*HOW TO COMPLETE THIS TASK*
Report back every line of the entries that contains "core", exactly as written.

*EXERCISE INPUT*
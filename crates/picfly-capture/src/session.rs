use picfly_types::{OverlayEvent, Point, SelectionRect};

use crate::overlay::DAMAGE_MARGIN;

/// Lifecycle of one selector invocation.
#[derive(Debug, Clone, Copy, PartialEq, Eq)]
pub enum SessionState {
    Idle,
    Active,
    Dragging { anchor: Point, current: Point },
    Finalized(SelectionRect),
    Cancelled,
}

#[derive(Debug, Clone, Copy, PartialEq, Eq)]
pub enum SelectionOutcome {
    Selected(SelectionRect),
    Cancelled,
}

/// What the overlay has to do after an event
#[derive(Debug, Clone, Copy, PartialEq, Eq)]
pub enum Step {
    Ignored,
    /// Repaint `damage`; `selection` is the live rectangle, empty right after button-down
    Redraw {
        selection: SelectionRect,
        damage: SelectionRect,
    },
    Finished(SelectionOutcome),
}

/// Drag-selection state machine, in overlay-local coordinates.
///
/// Knows nothing about windows or pixels: the selector feeds it overlay events and acts on
/// the returned [`Step`].
pub struct SelectionSession {
    state: SessionState,
    extent: SelectionRect,
    min_extent: u32,
    last_drawn: Option<SelectionRect>,
}

impl SelectionSession {
    pub fn new(extent: SelectionRect, min_extent: u32) -> Self {
        Self {
            state: SessionState::Idle,
            extent,
            min_extent,
            last_drawn: None,
        }
    }

    pub fn state(&self) -> SessionState {
        self.state
    }

    pub fn activate(&mut self) {
        if self.state == SessionState::Idle {
            self.state = SessionState::Active;
            self.last_drawn = None;
        }
    }

    pub fn is_running(&self) -> bool {
        matches!(
            self.state,
            SessionState::Active | SessionState::Dragging { .. }
        )
    }

    pub fn handle(&mut self, event: OverlayEvent) -> Step {
        if !self.is_running() {
            return Step::Ignored;
        }

        match (self.state, event) {
            (_, OverlayEvent::Cancel | OverlayEvent::Closed) => self.cancel(),

            (_, OverlayEvent::PointerDown(p)) => {
                let anchor = self.clamp_point(p);
                self.state = SessionState::Dragging {
                    anchor,
                    current: anchor,
                };
                self.redraw(SelectionRect::from_corners(anchor, anchor))
            }

            (SessionState::Dragging { anchor, current }, OverlayEvent::PointerMove(p)) => {
                let p = self.clamp_point(p);
                if p == current {
                    return Step::Ignored;
                }
                self.state = SessionState::Dragging { anchor, current: p };
                self.redraw(SelectionRect::from_corners(anchor, p))
            }

            (SessionState::Dragging { anchor, .. }, OverlayEvent::PointerUp(p)) => {
                let rect = SelectionRect::from_corners(anchor, self.clamp_point(p));
                match rect.intersect(&self.extent) {
                    Some(rect)
                        if rect.width() >= self.min_extent && rect.height() >= self.min_extent =>
                    {
                        self.state = SessionState::Finalized(rect);
                        Step::Finished(SelectionOutcome::Selected(rect))
                    }
                    _ => {
                        tracing::debug!(?rect, "selection too small, treating as a stray click");
                        self.cancel()
                    }
                }
            }

            // Moves before any button-down, or an up we never saw go down
            (_, OverlayEvent::PointerMove(_) | OverlayEvent::PointerUp(_)) => Step::Ignored,
        }
    }

    /// Abort from outside the event stream
    pub fn cancel(&mut self) -> Step {
        if !self.is_running() {
            return Step::Ignored;
        }
        self.state = SessionState::Cancelled;
        Step::Finished(SelectionOutcome::Cancelled)
    }

    /// `Finalized | Cancelled -> Idle`
    pub fn reset(&mut self) {
        self.state = SessionState::Idle;
        self.last_drawn = None;
    }

    fn redraw(&mut self, selection: SelectionRect) -> Step {
        let damage = match self.last_drawn {
            Some(previous) => previous.union(&selection),
            None => selection,
        }
        .inflate(DAMAGE_MARGIN);
        self.last_drawn = Some(selection);
        Step::Redraw { selection, damage }
    }

    /// Edges are inclusive so a drag can reach the last row and column.
    fn clamp_point(&self, p: Point) -> Point {
        Point::new(
            p.x.clamp(self.extent.x0, self.extent.x1),
            p.y.clamp(self.extent.y0, self.extent.y1),
        )
    }
}
use std::fmt;
use std::str::FromStr;
use std::time::Instant;

use serde::{Deserialize, Serialize};

use crate::geometry::Point;

/// Application command produced by a recognized hotkey combination.
#[derive(Debug, Clone, Copy, PartialEq, Eq, Hash, Serialize, Deserialize)]
#[serde(rename_all = "snake_case")]
pub enum Command {
    CaptureUpload,
    ClipboardUpload,
    CaptureOcr,
    ClipboardOcr,
    Quit,
}

impl Command {
    pub const ALL: [Command; 5] = [
        Command::CaptureUpload,
        Command::ClipboardUpload,
        Command::CaptureOcr,
        Command::ClipboardOcr,
        Command::Quit,
    ];

    /// Commands that open the region selector before doing anything else
    pub fn needs_selection(self) -> bool {
        matches!(self, Command::CaptureUpload | Command::CaptureOcr)
    }

    pub fn label(self) -> &'static str {
        match self {
            Command::CaptureUpload => "capture & upload",
            Command::ClipboardUpload => "clipboard upload",
            Command::CaptureOcr => "capture & OCR",
            Command::ClipboardOcr => "clipboard OCR",
            Command::Quit => "quit",
        }
    }
}

impl fmt::Display for Command {
    fn fmt(&self, f: &mut fmt::Formatter<'_>) -> fmt::Result {
        f.write_str(self.label())
    }
}

/// Physical key identifier.
///
/// Printable keys are stored as their unshifted character (`Char('9')`, `Char('-')`),
/// letters lowercased. Keys without a name round-trip through `Other` with the raw
/// platform key code.
#[derive(Debug, Clone, Copy, PartialEq, Eq, Hash, Serialize, Deserialize)]
#[serde(try_from = "String", into = "String")]
pub enum Key {
    Function(u8),
    Char(char),
    Escape,
    Enter,
    Space,
    Tab,
    Backspace,
    Shift,
    Control,
    Alt,
    Meta,
    Other(u32),
}

#[derive(Debug, Clone, PartialEq, Eq, thiserror::Error)]
#[error("unknown key name: {0:?}")]
pub struct ParseKeyError(pub String);

impl FromStr for Key {
    type Err = ParseKeyError;

    fn from_str(s: &str) -> Result<Self, Self::Err> {
        let trimmed = s.trim();
        let lower = trimmed.to_ascii_lowercase();

        let named = match lower.as_str() {
            "esc" | "escape" => Some(Key::Escape),
            "enter" | "return" => Some(Key::Enter),
            "space" => Some(Key::Space),
            "tab" => Some(Key::Tab),
            "backspace" => Some(Key::Backspace),
            "shift" => Some(Key::Shift),
            "ctrl" | "control" => Some(Key::Control),
            "alt" => Some(Key::Alt),
            "win" | "meta" | "super" => Some(Key::Meta),
            "minus" => Some(Key::Char('-')),
            "equal" | "equals" => Some(Key::Char('=')),
            _ => None,
        };
        if let Some(key) = named {
            return Ok(key);
        }

        let mut chars = lower.chars();
        if let (Some(c), None) = (chars.next(), chars.next())
            && c.is_ascii_graphic()
        {
            return Ok(Key::Char(c));
        }

        if let Some(n) = lower.strip_prefix('f')
            && let Ok(n) = n.parse::<u8>()
            && (1..=24).contains(&n)
        {
            return Ok(Key::Function(n));
        }

        if let Some(code) = lower.strip_prefix("vk")
            && let Ok(code) = code.parse::<u32>()
        {
            return Ok(Key::Other(code));
        }

        Err(ParseKeyError(trimmed.to_string()))
    }
}

impl fmt::Display for Key {
    fn fmt(&self, f: &mut fmt::Formatter<'_>) -> fmt::Result {
        match self {
            Key::Function(n) => write!(f, "F{n}"),
            Key::Char(c) => write!(f, "{c}"),
            Key::Escape => f.write_str("Esc"),
            Key::Enter => f.write_str("Enter"),
            Key::Space => f.write_str("Space"),
            Key::Tab => f.write_str("Tab"),
            Key::Backspace => f.write_str("Backspace"),
            Key::Shift => f.write_str("Shift"),
            Key::Control => f.write_str("Ctrl"),
            Key::Alt => f.write_str("Alt"),
            Key::Meta => f.write_str("Win"),
            Key::Other(code) => write!(f, "vk{code}"),
        }
    }
}

impl TryFrom<String> for Key {
    type Error = ParseKeyError;

    fn try_from(value: String) -> Result<Self, Self::Error> {
        value.parse()
    }
}

impl From<Key> for String {
    fn from(key: Key) -> Self {
        key.to_string()
    }
}

/// One hotkey binding: `trigger` pressed while `base` is held produces `command`.
#[derive(Debug, Clone, Copy, PartialEq, Eq, Hash)]
pub struct Combination {
    pub base: Key,
    pub trigger: Key,
    pub command: Command,
}

impl Combination {
    pub const fn new(base: Key, trigger: Key, command: Command) -> Self {
        Self {
            base,
            trigger,
            command,
        }
    }
}

impl fmt::Display for Combination {
    fn fmt(&self, f: &mut fmt::Formatter<'_>) -> fmt::Result {
        write!(f, "{}+{} -> {}", self.base, self.trigger, self.command)
    }
}

#[derive(Debug, Clone, Copy, PartialEq, Eq)]
pub enum KeyAction {
    Down,
    Up,
}

/// Raw keyboard event as delivered by the input source
#[derive(Debug, Clone, Copy)]
pub struct KeyEvent {
    pub key: Key,
    pub action: KeyAction,
    pub at: Instant,
}

impl KeyEvent {
    pub fn down(key: Key, at: Instant) -> Self {
        Self {
            key,
            action: KeyAction::Down,
            at,
        }
    }

    pub fn up(key: Key, at: Instant) -> Self {
        Self {
            key,
            action: KeyAction::Up,
            at,
        }
    }
}

/// Input delivered to a running selector session, in overlay-local coordinates.
#[derive(Debug, Clone, Copy, PartialEq, Eq)]
pub enum OverlayEvent {
    PointerDown(Point),
    PointerMove(Point),
    PointerUp(Point),
    /// Escape or the secondary button
    Cancel,
    /// The overlay window went away underneath the session
    Closed,
}

#[cfg(test)]
mod tests {
    use super::*;

    #[test]
    fn parses_default_table_names() {
        assert_eq!("F8".parse::<Key>().unwrap(), Key::Function(8));
        assert_eq!("9".parse::<Key>().unwrap(), Key::Char('9'));
        assert_eq!("-".parse::<Key>().unwrap(), Key::Char('-'));
        assert_eq!("=".parse::<Key>().unwrap(), Key::Char('='));
        assert_eq!("Esc".parse::<Key>().unwrap(), Key::Escape);
        assert_eq!("escape".parse::<Key>().unwrap(), Key::Escape);
    }

    #[test]
    fn letters_are_lowercased() {
        assert_eq!("Q".parse::<Key>().unwrap(), Key::Char('q'));
    }

    #[test]
    fn rejects_unknown_names() {
        assert!("F25".parse::<Key>().is_err());
        assert!("hyper".parse::<Key>().is_err());
        assert!("".parse::<Key>().is_err());
    }

    #[test]
    fn display_parses_back() {
        for key in [
            Key::Function(12),
            Key::Char('='),
            Key::Escape,
            Key::Control,
            Key::Other(233),
        ] {
            assert_eq!(key.to_string().parse::<Key>().unwrap(), key);
        }
    }

    #[test]
    fn key_serializes_as_name() {
        let json = serde_json::to_string(&Key::Function(8)).unwrap();
        assert_eq!(json, "\"F8\"");
        let key: Key = serde_json::from_str("\"esc\"").unwrap();
        assert_eq!(key, Key::Escape);
    }

    #[test]
    fn combination_reads_like_the_banner() {
        let combo = Combination::new(Key::Function(8), Key::Char('-'), Command::CaptureOcr);
        assert_eq!(combo.to_string(), "F8+- -> capture & OCR");
        let quit = Combination::new(Key::Function(8), Key::Escape, Command::Quit);
        assert_eq!(quit.to_string(), "F8+Esc -> quit");
    }

    #[test]
    fn only_capture_commands_need_selection() {
        let selecting: Vec<_> = Command::ALL
            .into_iter()
            .filter(|c| c.needs_selection())
            .collect();
        assert_eq!(selecting, vec![Command::CaptureUpload, Command::CaptureOcr]);
    }
}
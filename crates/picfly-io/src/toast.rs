use std::thread;

use kanal::Sender;
use windows::Data::Xml::Dom::XmlDocument;
use windows::UI::Notifications::{ToastNotification, ToastNotificationManager};
use windows::core::HSTRING;

use crate::IoError;
use crate::com::ComGuard;
use crate::notify::{Notification, NotificationSink};

/// WinRT toast notifications, shown from a dedicated COM thread.
pub struct ToastNotifier {
    queue: Sender<Notification>,
}

impl ToastNotifier {
    pub fn spawn(app_id: String) -> Result<Self, IoError> {
        let (tx, rx) = kanal::bounded::<Notification>(16);

        thread::Builder::new()
            .name("picfly-toast".into())
            .spawn(move || {
                let _com = match ComGuard::initialize() {
                    Ok(guard) => guard,
                    Err(e) => {
                        tracing::error!("{e}");
                        return;
                    }
                };
                while let Ok(notification) = rx.recv() {
                    if let Err(e) = show(&app_id, &notification) {
                        tracing::warn!(title = %notification.title, "toast failed: {e}");
                    }
                }
            })?;

        Ok(Self { queue: tx })
    }
}

impl NotificationSink for ToastNotifier {
    fn notify(&self, notification: Notification) {
        let notification = notification.truncated();
        match self.queue.try_send(notification) {
            Ok(true) => {}
            Ok(false) => tracing::warn!("notification queue full, dropping"),
            Err(e) => tracing::warn!("notification thread gone: {e}"),
        }
    }
}

fn show(app_id: &str, notification: &Notification) -> windows::core::Result<()> {
    let xml = toast_document(notification)?;
    let toast = ToastNotification::CreateToastNotification(&xml)?;
    ToastNotificationManager::CreateToastNotifierWithId(&HSTRING::from(app_id))?.Show(&toast)
}

/// `<toast><visual><binding template="ToastGeneric">` with a title and a body line.
///
/// Text goes in as DOM text nodes so the document does the escaping.
fn toast_document(notification: &Notification) -> windows::core::Result<XmlDocument> {
    let xml = XmlDocument::new()?;
    let toast = xml.CreateElement(&HSTRING::from("toast"))?;
    let visual = xml.CreateElement(&HSTRING::from("visual"))?;
    let binding = xml.CreateElement(&HSTRING::from("binding"))?;
    binding.SetAttribute(&HSTRING::from("template"), &HSTRING::from("ToastGeneric"))?;

    for line in [&notification.title, &notification.message] {
        let text = xml.CreateElement(&HSTRING::from("text"))?;
        text.AppendChild(&xml.CreateTextNode(&HSTRING::from(line.as_str()))?)?;
        binding.AppendChild(&text)?;
    }

    visual.AppendChild(&binding)?;
    toast.AppendChild(&visual)?;
    xml.AppendChild(&toast)?;
    Ok(xml)
}

#[cfg(test)]
mod tests {
    use super::*;

    #[test]
    fn markup_in_messages_stays_text() {
        let notification = Notification::error("a<b", "x & \"y\" </text><image/>");
        let xml = toast_document(&notification).unwrap();

        let texts = xml.GetElementsByTagName(&HSTRING::from("text")).unwrap();
        assert_eq!(texts.Length().unwrap(), 2);
        assert_eq!(texts.Item(0).unwrap().InnerText().unwrap().to_string(), "a<b");
        assert_eq!(
            texts.Item(1).unwrap().InnerText().unwrap().to_string(),
            "x & \"y\" </text><image/>"
        );
        assert_eq!(
            xml.GetElementsByTagName(&HSTRING::from("image"))
                .unwrap()
                .Length()
                .unwrap(),
            0
        );

        let serialized = xml.GetXml().unwrap().to_string();
        assert!(serialized.contains("a&lt;b"));
        assert!(serialized.contains(r#"template="ToastGeneric""#));
    }
}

*OUTPUT FOR THIS EXERCISE*
use windows::core::HSTRING;
fn show(app_id: &str, notification: &Notification) -> windows::core::Result<()> {
fn toast_document(notification: &Notification) -> windows::core::Result<XmlDocument> {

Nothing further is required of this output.